Stored items:

###

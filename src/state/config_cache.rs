//! Persistent cache for static escrow parameters.
//!
//! Survives restarts under a versioned namespace; a version bump throws the
//! old entries away. Consumers check here first and only go to the chain on a
//! miss or an explicit forced refresh.

use alloy::primitives::Address;
use dashmap::DashMap;
use serde::{Deserialize, Serialize};
use std::collections::HashMap;
use std::fs::File;
use std::io::{BufReader, BufWriter};
use std::path::Path;
use std::sync::Arc;

use crate::state::static_config::StaticEscrowConfig;

#[derive(Serialize, Deserialize)]
struct CacheFile {
    version: u32,
    entries: HashMap<Address, StaticEscrowConfig>,
}

/// Thread-safe, persistently-backed config cache keyed by escrow address.
#[derive(Clone)]
pub struct ConfigCache {
    inner: Arc<DashMap<Address, StaticEscrowConfig>>,
    persistence_path: Option<String>,
    version: u32,
}

impl ConfigCache {
    /// Create an empty cache. `persistence_path = None` keeps it in memory only.
    pub fn new(persistence_path: Option<String>, version: u32) -> Self {
        Self {
            inner: Arc::new(DashMap::new()),
            persistence_path,
            version,
        }
    }

    /// Load from file if it exists and its version matches; otherwise start empty.
    pub fn load_from_file(path: &str, version: u32) -> std::io::Result<Self> {
        let cache = Self::new(Some(path.to_string()), version);
        if Path::new(path).exists() {
            let file = File::open(path)?;
            let reader = BufReader::new(file);
            match serde_json::from_reader::<_, CacheFile>(reader) {
                Ok(parsed) if parsed.version == version => {
                    for (k, v) in parsed.entries {
                        cache.inner.insert(k, v);
                    }
                    tracing::info!(
                        entries = cache.inner.len(),
                        "Loaded static config cache"
                    );
                }
                Ok(parsed) => {
                    tracing::info!(
                        found = parsed.version,
                        expected = version,
                        "Discarding static config cache from older version"
                    );
                }
                Err(e) => {
                    tracing::warn!(error = %e, "Static config cache unreadable, starting empty");
                }
            }
        }
        Ok(cache)
    }

    /// Save to file. No-op for in-memory caches.
    pub fn save_to_file(&self) -> std::io::Result<()> {
        if let Some(path) = &self.persistence_path {
            let file = File::create(path)?;
            let writer = BufWriter::new(file);

            let entries: HashMap<_, _> = self
                .inner
                .iter()
                .map(|r| (*r.key(), r.value().clone()))
                .collect();

            serde_json::to_writer(
                writer,
                &CacheFile {
                    version: self.version,
                    entries,
                },
            )?;
            tracing::debug!("Saved static config cache");
        }
        Ok(())
    }

    /// Cached config for an escrow, if present.
    pub fn get(&self, escrow: &Address) -> Option<StaticEscrowConfig> {
        self.inner.get(escrow).map(|r| r.value().clone())
    }

    /// Insert or replace the config for an escrow and persist.
    pub fn set(&self, escrow: Address, config: StaticEscrowConfig) {
        self.inner.insert(escrow, config);
        if let Err(e) = self.save_to_file() {
            tracing::warn!(error = %e, "Failed to persist static config cache");
        }
    }

    /// Drop everything, including the persisted file's contents.
    pub fn clear(&self) {
        self.inner.clear();
        if let Err(e) = self.save_to_file() {
            tracing::warn!(error = %e, "Failed to persist static config cache");
        }
    }

    pub fn len(&self) -> usize {
        self.inner.len()
    }

    pub fn is_empty(&self) -> bool {
        self.inner.is_empty()
    }
}

#[cfg(test)]
mod tests {
    use super::*;
    use crate::state::static_config::sample_config;

    #[test]
    fn test_cache_operations() {
        let cache = ConfigCache::new(None, 1);
        let escrow = Address::ZERO;

        assert!(cache.get(&escrow).is_none());

        cache.set(escrow, sample_config());
        let cached = cache.get(&escrow).unwrap();
        assert_eq!(cached.migration_start_time, 1_700_000_000);

        cache.clear();
        assert!(cache.get(&escrow).is_none());
    }

    #[test]
    fn test_persistence() {
        let path = "test_config_cache_persistence.json";

        let cache = ConfigCache::new(Some(path.to_string()), 1);
        cache.set(Address::ZERO, sample_config());

        let loaded = ConfigCache::load_from_file(path, 1).unwrap();
        assert_eq!(loaded.get(&Address::ZERO).unwrap(), sample_config());

        std::fs::remove_file(path).unwrap_or_default();
    }

    #[test]
    fn test_version_bump_invalidates() {
        let path = "test_config_cache_version.json";

        let cache = ConfigCache::new(Some(path.to_string()), 1);
        cache.set(Address::ZERO, sample_config());

        let loaded = ConfigCache::load_from_file(path, 2).unwrap();
        assert!(loaded.is_empty());

        std::fs::remove_file(path).unwrap_or_default();
    }

    #[test]
    fn test_corrupt_file_starts_empty() {
        let path = "test_config_cache_corrupt.json";
        std::fs::write(path, "{ not json").unwrap();

        let loaded = ConfigCache::load_from_file(path, 1).unwrap();
        assert!(loaded.is_empty());

        std::fs::remove_file(path).unwrap_or_default();
    }
}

###

- **EXERCISE**: Start at the first line of the entries and stop at the line with "otherwise start empty.". Retype each of those lines exactly, both ends included.

- **TASK RESPONSE**:
filename src/state/config_cache.rs
//! Persistent cache for static escrow parameters.
//!
//! Survives restarts under a versioned namespace; a version bump throws the
//! old entries away. Consumers check here first and only go to the chain on a
//! miss or an explicit forced refresh.

use alloy::primitives::Address;
use dashmap::DashMap;
use serde::{Deserialize, Serialize};
use std::collections::HashMap;
use std::fs::File;
use std::io::{BufReader, BufWriter};
use std::path::Path;
use std::sync::Arc;

use crate::state::static_config::StaticEscrowConfig;

#[derive(Serialize, Deserialize)]
struct CacheFile {
    version: u32,
    entries: HashMap<Address, StaticEscrowConfig>,
}

/// Thread-safe, persistently-backed config cache keyed by escrow address.
#[derive(Clone)]
pub struct ConfigCache {
    inner: Arc<DashMap<Address, StaticEscrowConfig>>,
    persistence_path: Option<String>,
    version: u32,
}

impl ConfigCache {
    /// Create an empty cache. `persistence_path = None` keeps it in memory only.
    pub fn new(persistence_path: Option<String>, version: u32) -> Self {
        Self {
            inner: Arc::new(DashMap::new()),
            persistence_path,
            version,
        }
    }

    /// Load from file if it exists and its version matches; otherwise start empty.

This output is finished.